Deficiency of intestinal hypoxia-inducible factor 2a reduces lactate levels to reshape the gut microbiome and increase adipose tissue thermogenesis

Accumulating evidence indicates that the gut microbiota regulates obesity through metabolite-host interactions. However, the mechanisms underlying host gene-mediated regulation of the gut microbiota are unclear. We found that intestinal HIF-2a regulates gut lactate concentration by targeting the intestinal Ldha gene. Intestine-specific HIF- 2a ablation decreased lactate levels and led to a reduction in Bacteroides vulgatus and an increase in Ruminococcus torques, which elevated the levels of taurine-conjugated cholic acid (TCA) and deoxycholic acid (DCA). These increases resulted in the activation of adipose TGR5, leading to increased cAMP level in white adipose tissue and thus upregulation of both UCP-1 and CKMT2. Together, this pathway results in elevated white adipose tissue thermogenesis.
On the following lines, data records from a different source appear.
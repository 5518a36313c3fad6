//! Location endpoints: where the API thinks the viewer is, manual
//! overrides, and the serviceable-city listing.

use std::sync::Arc;

use axum::{
    Json,
    extract::{Query, State},
};
use serde::Deserialize;

use crate::db::CityRepository;
use crate::error::{AppError, Result};
use crate::location::{CityDirectory, LocationStore, ResolvedLocation};
use crate::models::{CitySummary, ViewerId, viewer::Viewer};
use crate::state::AppState;

/// GET /api/locations/locate
///
/// The viewer's current resolved location. The location middleware fills
/// the store on the way in, so a miss here is an eviction race; it is
/// answered with the unresolved shape rather than re-running resolution.
pub async fn locate(
    State(state): State<AppState>,
    Viewer(viewer): Viewer,
) -> Json<ResolvedLocation> {
    let location = state.locations().get(&viewer).await.unwrap_or_else(|| {
        ResolvedLocation::unresolved(state.config().location.default_lookup_radius)
    });

    Json(location)
}

/// Request body for a manual location override.
#[derive(Debug, Deserialize)]
pub struct SetLocationRequest {
    /// Slug of a serviceable city.
    pub slug: String,
    /// Search radius in miles; defaults to the configured radius.
    pub lookup_radius: Option<i32>,
}

/// POST /api/locations/set-location
///
/// Pin the viewer to a chosen city. A manual choice is never "undefined";
/// it sticks for the same TTL as a resolved one.
pub async fn set_location(
    State(state): State<AppState>,
    Viewer(viewer): Viewer,
    Json(body): Json<SetLocationRequest>,
) -> Result<Json<ResolvedLocation>> {
    let location = apply_location_choice(
        CityRepository::new(state.pool()),
        state.locations(),
        &viewer,
        body,
        state.config().location.default_lookup_radius,
    )
    .await?;

    Ok(Json(location))
}

/// Rewrite the viewer's cache entry with a chosen city.
///
/// An unknown slug is a 404 and leaves any existing entry untouched.
async fn apply_location_choice<D: CityDirectory>(
    directory: D,
    store: &LocationStore,
    viewer: &ViewerId,
    body: SetLocationRequest,
    default_radius: i32,
) -> Result<ResolvedLocation> {
    let city = directory
        .by_slug(&body.slug)
        .await?
        .ok_or_else(|| AppError::NotFound(format!("city '{}'", body.slug)))?;

    let location = ResolvedLocation {
        city: Some(city),
        lookup_radius: body.lookup_radius.unwrap_or(default_radius),
        is_undefined: false,
    };

    store.set(viewer, location.clone()).await;

    Ok(location)
}

/// Query parameters for the city listing.
#[derive(Debug, Deserialize)]
pub struct CitiesQuery {
    /// Restrict to one state by slug.
    pub state: Option<String>,
}

/// GET /api/locations/cities
///
/// All serviceable cities, optionally restricted to one state. Backed by a
/// short-TTL response cache; city data only changes on imports.
pub async fn cities(
    State(state): State<AppState>,
    Query(query): Query<CitiesQuery>,
) -> Result<Json<Vec<CitySummary>>> {
    let key = query.state.clone().unwrap_or_else(|| "all".to_string());

    if let Some(cached) = state.city_lists().get(&key).await {
        return Ok(Json(cached.as_ref().clone()));
    }

    let cities = CityRepository::new(state.pool())
        .list(query.state.as_deref())
        .await?;

    state.city_lists().insert(key, Arc::new(cities.clone())).await;

    Ok(Json(cities))
}

#[cfg(test)]
mod tests {
    use std::time::Duration;

    use async_trait::async_trait;
    use farmstand_core::{CityId, GeoPoint};

    use super::*;
    use crate::db::RepositoryError;
    use crate::models::City;

    struct OneCityDirectory(City);

    #[async_trait]
    impl CityDirectory for &OneCityDirectory {
        async fn by_name_state(
            &self,
            name: &str,
            state: &str,
        ) -> std::result::Result<Option<City>, RepositoryError> {
            Ok((self.0.name.eq_ignore_ascii_case(name)
                && self.0.state.eq_ignore_ascii_case(state))
            .then(|| self.0.clone()))
        }

        async fn by_slug(&self, slug: &str) -> std::result::Result<Option<City>, RepositoryError> {
            Ok((self.0.slug == slug).then(|| self.0.clone()))
        }

        async fn log_failed_lookup(
            &self,
            _ip_address: &str,
            _determined_city: &str,
        ) -> std::result::Result<(), RepositoryError> {
            Ok(())
        }
    }

    fn brooklyn() -> City {
        City {
            id: CityId::new(2),
            name: "Brooklyn".to_string(),
            slug: "brooklyn-ny".to_string(),
            state: "NY".to_string(),
            state_full: "New York".to_string(),
            country: "United States".to_string(),
            point: GeoPoint::new(40.6782, -73.9442),
        }
    }

    fn boston_fallback() -> ResolvedLocation {
        ResolvedLocation {
            city: Some(City {
                id: CityId::new(1),
                name: "Boston".to_string(),
                slug: "boston-ma".to_string(),
                state: "MA".to_string(),
                state_full: "Massachusetts".to_string(),
                country: "United States".to_string(),
                point: GeoPoint::new(42.3601, -71.0589),
            }),
            lookup_radius: 20,
            is_undefined: true,
        }
    }

    #[tokio::test]
    async fn test_known_slug_rewrites_cache_entry() {
        let store = LocationStore::new(Duration::from_secs(60));
        let viewer = ViewerId::Anonymous("a1b2c3d4e5f6".to_string());
        store.set(&viewer, boston_fallback()).await;

        let body = SetLocationRequest {
            slug: "brooklyn-ny".to_string(),
            lookup_radius: Some(50),
        };
        let location =
            apply_location_choice(&OneCityDirectory(brooklyn()), &store, &viewer, body, 20)
                .await
                .expect("set location");

        assert_eq!(location.city.as_ref().map(|c| c.slug.as_str()), Some("brooklyn-ny"));
        assert_eq!(location.lookup_radius, 50);
        assert!(!location.is_undefined);
        assert_eq!(store.get(&viewer).await, Some(location));
    }

    #[tokio::test]
    async fn test_omitted_radius_uses_default() {
        let store = LocationStore::new(Duration::from_secs(60));
        let viewer = ViewerId::Anonymous("deadbeef0123".to_string());

        let body = SetLocationRequest {
            slug: "brooklyn-ny".to_string(),
            lookup_radius: None,
        };
        let location =
            apply_location_choice(&OneCityDirectory(brooklyn()), &store, &viewer, body, 20)
                .await
                .expect("set location");

        assert_eq!(location.lookup_radius, 20);
    }

    #[tokio::test]
    async fn test_unknown_slug_is_404_and_leaves_entry_intact() {
        let store = LocationStore::new(Duration::from_secs(60));
        let viewer = ViewerId::Anonymous("a1b2c3d4e5f6".to_string());
        store.set(&viewer, boston_fallback()).await;

        let body = SetLocationRequest {
            slug: "atlantis".to_string(),
            lookup_radius: Some(50),
        };
        let err = apply_location_choice(&OneCityDirectory(brooklyn()), &store, &viewer, body, 20)
            .await
            .unwrap_err();

        assert!(matches!(err, AppError::NotFound(_)));
        assert_eq!(store.get(&viewer).await, Some(boston_fallback()));
    }
}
The above-described phenotypes were transferable via the fecal microbiota transplantation, while administration of TCA and DCA mirrored these phenotypes, and colonization with B. vulgatus and R. torques induced and inhibited thermogenesis, respectively. This work deepens our understanding of how host genes regulate the microbiome and provides novel strategies for alleviating obesity.